WHAT TO WORK ON >> When the listing has been read, print it out again in full, word for word.

Segment Start: DATA

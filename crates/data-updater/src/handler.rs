//! Lambda event handler

use aws_lambda_events::event::s3::S3Event;
use lambda_runtime::{Error, LambdaEvent};
use tracing::{error, info, instrument};

use crate::event::StagedObject;
use crate::ingest::{DataUpdater, Outcome};

/// Decode the notification and process its first record.
pub async fn handle_event(updater: &DataUpdater, event: &S3Event) -> anyhow::Result<Outcome> {
    if event.records.len() > 1 {
        info!(records = event.records.len(), "Only the first record is processed");
    }

    let object = StagedObject::from_event(event)?;
    let outcome = updater.process(&object).await?;

    Ok(outcome)
}

/// Entry point registered with the Lambda runtime.
///
/// Failures are logged with their full cause chain and returned, so the invocation
/// is reported as failed.
#[instrument(skip_all, fields(request_id = %event.context.request_id))]
pub async fn function_handler(
    updater: &DataUpdater,
    event: LambdaEvent<S3Event>,
) -> Result<(), Error> {
    match handle_event(updater, &event.payload).await {
        Ok(outcome) => {
            info!(?outcome, "Invocation complete");
            Ok(())
        },
        Err(e) => {
            error!(error = %format!("{:#}", e), "Invocation failed");
            Err(e.into())
        },
    }
}
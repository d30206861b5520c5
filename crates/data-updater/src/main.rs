//! Data Updater - Lambda entry point

use anyhow::Result;
use aws_lambda_events::event::s3::S3Event;
use data_updater_common::logging::{init_logging, LogConfig, LogFormat};
use lambda_runtime::{service_fn, LambdaEvent};
use std::sync::Arc;
use tracing::info;

use data_updater::{aws, config::UpdaterConfig, handler};

#[tokio::main]
async fn main() -> Result<()> {
    // CloudWatch gets one JSON object per line, no colours
    let log_config = LogConfig::builder()
        .format(LogFormat::Json)
        .filter_directives("data_updater=info,aws_config=warn,aws_smithy_runtime=warn")
        .ansi(false)
        .build();

    // Environment variables take precedence
    let log_config = LogConfig::from_env_or(log_config)?;

    init_logging(&log_config)?;

    let config = UpdaterConfig::load()?;
    info!(
        config_bucket = %config.config_bucket,
        final_bucket = %config.final_bucket,
        layout = %config.layout,
        log_level = %log_config.level,
        log_format = %log_config.format,
        "Configuration loaded"
    );

    let updater = Arc::new(aws::connect(config).await);

    lambda_runtime::run(service_fn(move |event: LambdaEvent<S3Event>| {
        let updater = Arc::clone(&updater);
        async move { handler::function_handler(&updater, event).await }
    }))
    .await
    .map_err(|e| anyhow::anyhow!("Lambda runtime stopped: {}", e))
}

Segment End: DATA

OUTPUT >>
filename crates/data-updater/src/handler.rs
//! Lambda event handler

use aws_lambda_events::event::s3::S3Event;
use lambda_runtime::{Error, LambdaEvent};
use tracing::{error, info, instrument};

use crate::event::StagedObject;
use crate::ingest::{DataUpdater, Outcome};

/// Decode the notification and process its first record.
pub async fn handle_event(updater: &DataUpdater, event: &S3Event) -> anyhow::Result<Outcome> {
    if event.records.len() > 1 {
        info!(records = event.records.len(), "Only the first record is processed");
    }

    let object = StagedObject::from_event(event)?;
    let outcome = updater.process(&object).await?;

    Ok(outcome)
}

/// Entry point registered with the Lambda runtime.
///
/// Failures are logged with their full cause chain and returned, so the invocation
/// is reported as failed.
#[instrument(skip_all, fields(request_id = %event.context.request_id))]
pub async fn function_handler(
    updater: &DataUpdater,
    event: LambdaEvent<S3Event>,
) -> Result<(), Error> {
    match handle_event(updater, &event.payload).await {
        Ok(outcome) => {
            info!(?outcome, "Invocation complete");
            Ok(())
        },
        Err(e) => {
            error!(error = %format!("{:#}", e), "Invocation failed");
            Err(e.into())
        },
    }
}
repository d30206861b5520c5
filename crates/data-updater/src/main.rs
//! Data Updater - Lambda entry point

use anyhow::Result;
use aws_lambda_events::event::s3::S3Event;
use data_updater_common::logging::{init_logging, LogConfig, LogFormat};
use lambda_runtime::{service_fn, LambdaEvent};
use std::sync::Arc;
use tracing::info;

use data_updater::{aws, config::UpdaterConfig, handler};

#[tokio::main]
async fn main() -> Result<()> {
    // CloudWatch gets one JSON object per line, no colours
    let log_config = LogConfig::builder()
        .format(LogFormat::Json)
        .filter_directives("data_updater=info,aws_config=warn,aws_smithy_runtime=warn")
        .ansi(false)
        .build();

    // Environment variables take precedence
    let log_config = LogConfig::from_env_or(log_config)?;

    init_logging(&log_config)?;

    let config = UpdaterConfig::load()?;
    info!(
        config_bucket = %config.config_bucket,
        final_bucket = %config.final_bucket,
        layout = %config.layout,
        log_level = %log_config.level,
        log_format = %log_config.format,
        "Configuration loaded"
    );

    let updater = Arc::new(aws::connect(config).await);

    lambda_runtime::run(service_fn(move |event: LambdaEvent<S3Event>| {
        let updater = Arc::clone(&updater);
        async move { handler::function_handler(&updater, event).await }
    }))
    .await
    .map_err(|e| anyhow::anyhow!("Lambda runtime stopped: {}", e))
}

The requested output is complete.